__SOURCE MATERIAL__

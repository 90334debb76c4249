// ABOUTME: Central manager for the authorization-linking handshake
// ABOUTME: Implements initiation, callback completion, session guard, revocation, and profile refresh
// Licensed under the Apache License, Version 2.0 <LICENSE-APACHE or
// http://www.apache.org/licenses/LICENSE-2.0> or the MIT license
// <LICENSE-MIT or http://opensource.org/licenses/MIT>, at your
// option. This file may not be copied, modified, or distributed
// except according to those terms.

//! # Auth Manager
//!
//! Drives the complete linking flow: pending-authorization creation, the
//! callback's correlate/exchange/commit sequence, session validation with
//! lazy expiry, and best-effort revocation. All cross-request state lives
//! in the store; every check is a fresh read.

use super::AuthorizeState;
use crate::config::ServerConfig;
use crate::database::LinkStore;
use crate::errors::{AuthError, AuthResult};
use crate::models::{AuthSession, LinkedProfile, PendingAuthorization};
use crate::provider::WakaTimeClient;
use std::sync::Arc;
use tracing::{info, warn};

/// Central manager for the linking protocol
pub struct AuthManager {
    store: Arc<dyn LinkStore>,
    provider: WakaTimeClient,
    config: ServerConfig,
}

impl AuthManager {
    /// Create a manager over explicit store, provider, and config handles
    #[must_use]
    pub fn new(store: Arc<dyn LinkStore>, provider: WakaTimeClient, config: ServerConfig) -> Self {
        Self {
            store,
            provider,
            config,
        }
    }

    /// The provider client, for pass-through calls (stats)
    #[must_use]
    pub const fn provider(&self) -> &WakaTimeClient {
        &self.provider
    }

    /// Begin (or resume) an authorization handshake for a user.
    ///
    /// An unexpired pending record is reused so a repeated `auth` command
    /// returns the same correlation token and a stale browser tab stays
    /// valid. Expired records are replaced. No network call happens here;
    /// the redirect is performed by the user's browser.
    ///
    /// # Errors
    ///
    /// `Database` when the store fails, `Internal` when the authorize URL
    /// cannot be constructed.
    pub async fn initiate(&self, user_key: &str) -> AuthResult<String> {
        let pending = match self.store.get_pending_auth(user_key).await? {
            Some(existing) if !existing.is_expired() => existing,
            stale => {
                if stale.is_some() {
                    self.store.delete_pending_auth(user_key).await?;
                }
                let fresh = PendingAuthorization::new(user_key);
                self.store.upsert_pending_auth(&fresh).await?;
                fresh
            }
        };

        let state = AuthorizeState {
            correlation_token: pending.correlation_token,
            user_key: user_key.to_owned(),
        };

        self.provider
            .authorize_url(&self.config.redirect_uri(), &state.to_json())
    }

    /// Complete the handshake from the provider's redirect.
    ///
    /// Correlates the state parameter against the stored pending record,
    /// exchanges the authorization code, and commits the session. The
    /// pending record is consumed on success and on expiry; a correlation
    /// mismatch leaves it untouched, and a provider rejection leaves it
    /// valid for a retry with a fresh code inside its window.
    ///
    /// # Errors
    ///
    /// Every terminal outcome of the callback state machine (§ callback
    /// status table in `AuthError::http_status`).
    pub async fn complete_callback(&self, code: &str, state: &AuthorizeState) -> AuthResult<()> {
        let user_key = state.user_key.as_str();

        let pending = self
            .store
            .get_pending_auth(user_key)
            .await?
            .ok_or(AuthError::PendingAuthorizationNotFound)?;

        if pending.correlation_token != state.correlation_token {
            // Possible CSRF or replay; the record is not consumed so the
            // legitimate tab can still complete.
            return Err(AuthError::InvalidCorrelation);
        }

        if pending.is_expired() {
            self.store.delete_pending_auth(user_key).await?;
            return Err(AuthError::PendingAuthorizationExpired);
        }

        let grant = self
            .provider
            .exchange_code(code, &self.config.redirect_uri())
            .await?;

        let session = AuthSession {
            user_key: user_key.to_owned(),
            external_account_id: grant.uid,
            access_token: grant.access_token,
            expires_at: grant.expires_at,
            profile: LinkedProfile::default(),
        };

        // Commit: two independent single-key writes, not a transaction. A
        // crash in between leaves a pending record that self-heals via its
        // own expiry.
        let (deleted, upserted) = tokio::join!(
            self.store.delete_pending_auth(user_key),
            self.store.upsert_session(&session),
        );
        deleted?;
        upserted?;

        info!("Authorization committed for user {user_key}");
        self.spawn_profile_refresh(session);
        Ok(())
    }

    /// Resolve and validate the session for any authenticated operation.
    ///
    /// Expired sessions are purged on read; there is no background sweep.
    ///
    /// # Errors
    ///
    /// `NotAuthorized` when no session exists, `AuthorizationExpired` when
    /// the stored expiry has passed.
    pub async fn require_session(&self, user_key: &str) -> AuthResult<AuthSession> {
        let session = self
            .store
            .get_session(user_key)
            .await?
            .ok_or(AuthError::NotAuthorized)?;

        if session.is_expired() {
            self.store.delete_session(user_key).await?;
            return Err(AuthError::AuthorizationExpired);
        }

        Ok(session)
    }

    /// Revoke a user's authorization.
    ///
    /// The local delete and the provider revoke run concurrently. Local
    /// state is authoritative: a provider-side failure surfaces to the
    /// caller but never rolls back the local deletion. A callback racing
    /// this call resolves last-write-wins.
    ///
    /// # Errors
    ///
    /// Session-guard errors when unauthenticated, `Network` when the
    /// provider call fails after the local delete completed.
    pub async fn revoke(&self, user_key: &str) -> AuthResult<()> {
        let session = self.require_session(user_key).await?;

        let (local, remote) = tokio::join!(
            self.store.delete_session(user_key),
            self.provider.revoke_token(&session.access_token),
        );
        local?;

        if let Err(err) = remote {
            warn!("Provider revoke failed for user {user_key}: {err}");
            return Err(err);
        }

        info!("Authorization revoked for user {user_key}");
        Ok(())
    }

    /// Fetch the linked profile from the provider and persist it onto the
    /// session record without touching token or expiry fields.
    ///
    /// # Errors
    ///
    /// `Network` tagged with the fetching action, `Database` when the
    /// partial update fails.
    pub async fn refresh_profile(&self, session: &AuthSession) -> AuthResult<LinkedProfile> {
        let user = self.provider.current_user(&session.access_token).await?;
        let profile = LinkedProfile {
            username: user.username,
        };
        self.store
            .update_session_profile(&session.user_key, &profile)
            .await?;
        Ok(profile)
    }

    /// Fire-and-forget profile refresh after a successful token exchange.
    /// Failure is logged and never propagates to the callback response.
    fn spawn_profile_refresh(&self, session: AuthSession) {
        let store = Arc::clone(&self.store);
        let provider = self.provider.clone();
        tokio::spawn(async move {
            match provider.current_user(&session.access_token).await {
                Ok(user) => {
                    let profile = LinkedProfile {
                        username: user.username,
                    };
                    if let Err(err) = store
                        .update_session_profile(&session.user_key, &profile)
                        .await
                    {
                        warn!(
                            "Profile refresh write failed for user {}: {err}",
                            session.user_key
                        );
                    }
                }
                Err(err) => warn!(
                    "Profile refresh fetch failed for user {}: {err}",
                    session.user_key
                ),
            }
        });
    }
}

__WORK ORDER__
Nothing in the material should be left out; output it exactly.

__RESULT FOR THIS EXERCISE__
repository 90334debb76c4249
// ABOUTME: Central manager for the authorization-linking handshake
// ABOUTME: Implements initiation, callback completion, session guard, revocation, and profile refresh
// Licensed under the Apache License, Version 2.0 <LICENSE-APACHE or
// http://www.apache.org/licenses/LICENSE-2.0> or the MIT license
// <LICENSE-MIT or http://opensource.org/licenses/MIT>, at your
// option. This file may not be copied, modified, or distributed
// except according to those terms.

//! # Auth Manager
//!
//! Drives the complete linking flow: pending-authorization creation, the
//! callback's correlate/exchange/commit sequence, session validation with
//! lazy expiry, and best-effort revocation. All cross-request state lives
//! in the store; every check is a fresh read.

use super::AuthorizeState;
use crate::config::ServerConfig;
use crate::database::LinkStore;
use crate::errors::{AuthError, AuthResult};
use crate::models::{AuthSession, LinkedProfile, PendingAuthorization};
use crate::provider::WakaTimeClient;
use std::sync::Arc;
use tracing::{info, warn};

/// Central manager for the linking protocol
pub struct AuthManager {
    store: Arc<dyn LinkStore>,
    provider: WakaTimeClient,
    config: ServerConfig,
}

impl AuthManager {
    /// Create a manager over explicit store, provider, and config handles
    #[must_use]
    pub fn new(store: Arc<dyn LinkStore>, provider: WakaTimeClient, config: ServerConfig) -> Self {
        Self {
            store,
            provider,
            config,
        }
    }

    /// The provider client, for pass-through calls (stats)
    #[must_use]
    pub const fn provider(&self) -> &WakaTimeClient {
        &self.provider
    }

    /// Begin (or resume) an authorization handshake for a user.
    ///
    /// An unexpired pending record is reused so a repeated `auth` command
    /// returns the same correlation token and a stale browser tab stays
    /// valid. Expired records are replaced. No network call happens here;
    /// the redirect is performed by the user's browser.
    ///
    /// # Errors
    ///
    /// `Database` when the store fails, `Internal` when the authorize URL
    /// cannot be constructed.
    pub async fn initiate(&self, user_key: &str) -> AuthResult<String> {
        let pending = match self.store.get_pending_auth(user_key).await? {
            Some(existing) if !existing.is_expired() => existing,
            stale => {
                if stale.is_some() {
                    self.store.delete_pending_auth(user_key).await?;
                }
                let fresh = PendingAuthorization::new(user_key);
                self.store.upsert_pending_auth(&fresh).await?;
                fresh
            }
        };

        let state = AuthorizeState {
            correlation_token: pending.correlation_token,
            user_key: user_key.to_owned(),
        };

        self.provider
            .authorize_url(&self.config.redirect_uri(), &state.to_json())
    }

    /// Complete the handshake from the provider's redirect.
    ///
    /// Correlates the state parameter against the stored pending record,
    /// exchanges the authorization code, and commits the session. The
    /// pending record is consumed on success and on expiry; a correlation
    /// mismatch leaves it untouched, and a provider rejection leaves it
    /// valid for a retry with a fresh code inside its window.
    ///
    /// # Errors
    ///
    /// Every terminal outcome of the callback state machine (§ callback
    /// status table in `AuthError::http_status`).
    pub async fn complete_callback(&self, code: &str, state: &AuthorizeState) -> AuthResult<()> {
        let user_key = state.user_key.as_str();

        let pending = self
            .store
            .get_pending_auth(user_key)
            .await?
            .ok_or(AuthError::PendingAuthorizationNotFound)?;

        if pending.correlation_token != state.correlation_token {
            // Possible CSRF or replay; the record is not consumed so the
            // legitimate tab can still complete.
            return Err(AuthError::InvalidCorrelation);
        }

        if pending.is_expired() {
            self.store.delete_pending_auth(user_key).await?;
            return Err(AuthError::PendingAuthorizationExpired);
        }

        let grant = self
            .provider
            .exchange_code(code, &self.config.redirect_uri())
            .await?;

        let session = AuthSession {
            user_key: user_key.to_owned(),
            external_account_id: grant.uid,
            access_token: grant.access_token,
            expires_at: grant.expires_at,
            profile: LinkedProfile::default(),
        };

        // Commit: two independent single-key writes, not a transaction. A
        // crash in between leaves a pending record that self-heals via its
        // own expiry.
        let (deleted, upserted) = tokio::join!(
            self.store.delete_pending_auth(user_key),
            self.store.upsert_session(&session),
        );
        deleted?;
        upserted?;

        info!("Authorization committed for user {user_key}");
        self.spawn_profile_refresh(session);
        Ok(())
    }

    /// Resolve and validate the session for any authenticated operation.
    ///
    /// Expired sessions are purged on read; there is no background sweep.
    ///
    /// # Errors
    ///
    /// `NotAuthorized` when no session exists, `AuthorizationExpired` when
    /// the stored expiry has passed.
    pub async fn require_session(&self, user_key: &str) -> AuthResult<AuthSession> {
        let session = self
            .store
            .get_session(user_key)
            .await?
            .ok_or(AuthError::NotAuthorized)?;

        if session.is_expired() {
            self.store.delete_session(user_key).await?;
            return Err(AuthError::AuthorizationExpired);
        }

        Ok(session)
    }

    /// Revoke a user's authorization.
    ///
    /// The local delete and the provider revoke run concurrently. Local
    /// state is authoritative: a provider-side failure surfaces to the
    /// caller but never rolls back the local deletion. A callback racing
    /// this call resolves last-write-wins.
    ///
    /// # Errors
    ///
    /// Session-guard errors when unauthenticated, `Network` when the
    /// provider call fails after the local delete completed.
    pub async fn revoke(&self, user_key: &str) -> AuthResult<()> {
        let session = self.require_session(user_key).await?;

        let (local, remote) = tokio::join!(
            self.store.delete_session(user_key),
            self.provider.revoke_token(&session.access_token),
        );
        local?;

        if let Err(err) = remote {
            warn!("Provider revoke failed for user {user_key}: {err}");
            return Err(err);
        }

        info!("Authorization revoked for user {user_key}");
        Ok(())
    }

    /// Fetch the linked profile from the provider and persist it onto the
    /// session record without touching token or expiry fields.
    ///
    /// # Errors
    ///
    /// `Network` tagged with the fetching action, `Database` when the
    /// partial update fails.
    pub async fn refresh_profile(&self, session: &AuthSession) -> AuthResult<LinkedProfile> {
        let user = self.provider.current_user(&session.access_token).await?;
        let profile = LinkedProfile {
            username: user.username,
        };
        self.store
            .update_session_profile(&session.user_key, &profile)
            .await?;
        Ok(profile)
    }

    /// Fire-and-forget profile refresh after a successful token exchange.
    /// Failure is logged and never propagates to the callback response.
    fn spawn_profile_refresh(&self, session: AuthSession) {
        let store = Arc::clone(&self.store);
        let provider = self.provider.clone();
        tokio::spawn(async move {
            match provider.current_user(&session.access_token).await {
                Ok(user) => {
                    let profile = LinkedProfile {
                        username: user.username,
                    };
                    if let Err(err) = store
                        .update_session_profile(&session.user_key, &profile)
                        .await
                    {
                        warn!(
                            "Profile refresh write failed for user {}: {err}",
                            session.user_key
                        );
                    }
                }
                Err(err) => warn!(
                    "Profile refresh fetch failed for user {}: {err}",
                    session.user_key
                ),
            }
        });
    }
}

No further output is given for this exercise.